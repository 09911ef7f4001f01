//! # ledgerboard-store
//!
//! Current-state layer: generic in-memory stores with declared secondary
//! indices.
//!
//! This crate provides:
//! - the `Entity` contract (kind, declared indices, partial patches)
//! - `IndexedStore` (primary map + index buckets, tree traversal)
//! - JSONL snapshots for persisting store contents, stamped with the
//!   chain head they were taken at
//!
//! It holds no chain history. Snapshots only record the chain head they
//! were taken at; callers that need both keep them in step themselves.

pub mod entity;
pub mod error;
pub mod snapshot;
pub mod store;

pub use entity::{Entity, IndexOrder, IndexSpec};
pub use error::StoreError;
pub use snapshot::{
    Snapshot, encode_snapshot, parse_snapshot, read_snapshot_from_path, write_snapshot_to_path,
};
pub use store::IndexedStore;
use chrono::{DateTime, Utc};
use ledgerboard_board::{Board, BoardState};
use ledgerboard_chain::{
    Chain, ChainHead, SystemClock, read_chain_from_path, write_chain_to_path,
};
use ledgerboard_store::{IndexedStore, Snapshot, read_snapshot_from_path, write_snapshot_to_path};
use serde::Serialize;
use std::fmt::Display;
use std::path::{Path, PathBuf};
use std::sync::Arc;
use tracing::{debug, warn};

use crate::config::Config;

/// Resolved settings for one invocation.
#[derive(Debug, Clone)]
pub struct Context {
    pub dir: PathBuf,
    pub config: Config,
    pub author: String,
    pub json: bool,
}

impl Context {
    pub fn new(dir: PathBuf, config: Config, author: Option<String>, json: bool) -> Self {
        let author = author.unwrap_or_else(|| config.author.clone());
        Self {
            dir,
            config,
            author,
            json,
        }
    }

    pub fn chain_path(&self) -> PathBuf {
        self.dir.join(&self.config.chain_file)
    }

    fn snapshot_paths(&self) -> [PathBuf; 3] {
        [
            self.dir.join(&self.config.projects_file),
            self.dir.join(&self.config.cards_file),
            self.dir.join(&self.config.milestones_file),
        ]
    }

    pub fn load_chain_or_exit(&self) -> Chain {
        let path = self.chain_path();
        if !path.exists() {
            exit_with(format!(
                "chain not found: {} (run `ledgerboard init` first)",
                path.display()
            ));
        }
        read_chain_from_path(&path, Arc::new(SystemClock))
            .unwrap_or_else(|e| exit_with(format!("failed to load {}: {e}", path.display())))
    }

    /// Chain plus snapshots.
    ///
    /// Snapshots are used only when all three were taken at the chain's
    /// current head; otherwise state is replayed from the chain.
    pub fn load_board_or_exit(&self) -> Board {
        let chain = self.load_chain_or_exit();
        let head = chain.head();
        let [projects, cards, milestones] = self.snapshot_paths();
        let snapshots = (
            load_snapshot_at(&projects, &head),
            load_snapshot_at(&cards, &head),
            load_snapshot_at(&milestones, &head),
        );
        let (Some(projects), Some(cards), Some(milestones)) = snapshots else {
            warn!(
                dir = %self.dir.display(),
                head = head.sequence_number,
                "snapshots missing or stale, replaying chain"
            );
            return Board::from_chain(chain)
                .unwrap_or_else(|e| exit_with(format!("failed to replay chain: {e}")));
        };

        let state = BoardState::from_stores(
            IndexedStore::from_entities(projects),
            IndexedStore::from_entities(cards),
            IndexedStore::from_entities(milestones),
        );
        debug!(records = chain.len(), "board loaded from snapshots");
        Board::from_parts(chain, state)
    }

    pub fn save_board_or_exit(&self, board: &Board) {
        let chain_path = self.chain_path();
        write_chain_to_path(&chain_path, board.chain())
            .unwrap_or_else(|e| exit_with(format!("failed to save {}: {e}", chain_path.display())));

        let head = board.chain().head();
        let [projects, cards, milestones] = self.snapshot_paths();
        let state = board.state();
        save_snapshot_or_exit(&projects, &head, state.projects().iter());
        save_snapshot_or_exit(&cards, &head, state.cards().iter());
        save_snapshot_or_exit(&milestones, &head, state.milestones().iter());
    }
}

/// The snapshot's entities, if it exists and was taken at `head`.
fn load_snapshot_at<E: serde::de::DeserializeOwned>(
    path: &Path,
    head: &ChainHead,
) -> Option<Vec<E>> {
    if !path.exists() {
        return None;
    }
    let snapshot: Snapshot<E> = read_snapshot_from_path(path)
        .unwrap_or_else(|e| exit_with(format!("failed to load {}: {e}", path.display())));
    if !snapshot.is_at(head) {
        debug!(path = %path.display(), saved = ?snapshot.head, "stale snapshot");
        return None;
    }
    Some(snapshot.entities)
}

fn save_snapshot_or_exit<'a, E: Serialize + 'a>(
    path: &Path,
    head: &ChainHead,
    entities: impl Iterator<Item = &'a E>,
) {
    write_snapshot_to_path(path, Some(head), entities)
        .unwrap_or_else(|e| exit_with(format!("failed to save {}: {e}", path.display())));
}

pub fn exit_with(message: impl Display) -> ! {
    eprintln!("error: {message}");
    std::process::exit(1);
}

pub fn print_json(value: &impl Serialize) {
    match serde_json::to_string_pretty(value) {
        Ok(text) => println!("{text}"),
        Err(e) => exit_with(format!("failed to render json: {e}")),
    }
}

pub fn parse_instant_or_exit(raw: &str) -> DateTime<Utc> {
    DateTime::parse_from_rfc3339(raw)
        .map(|instant| instant.with_timezone(&Utc))
        .unwrap_or_else(|e| exit_with(format!("invalid timestamp `{raw}`: {e}")))
}

pub fn yes_no(value: bool) -> &'static str {
    if value { "yes" } else { "no" }
}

[Try it]
Scan the listing and report each line where the word "value" shows up.

[Exercise result]
pub fn print_json(value: &impl Serialize) {
    match serde_json::to_string_pretty(value) {
pub fn yes_no(value: bool) -> &'static str {
    if value { "yes" } else { "no" }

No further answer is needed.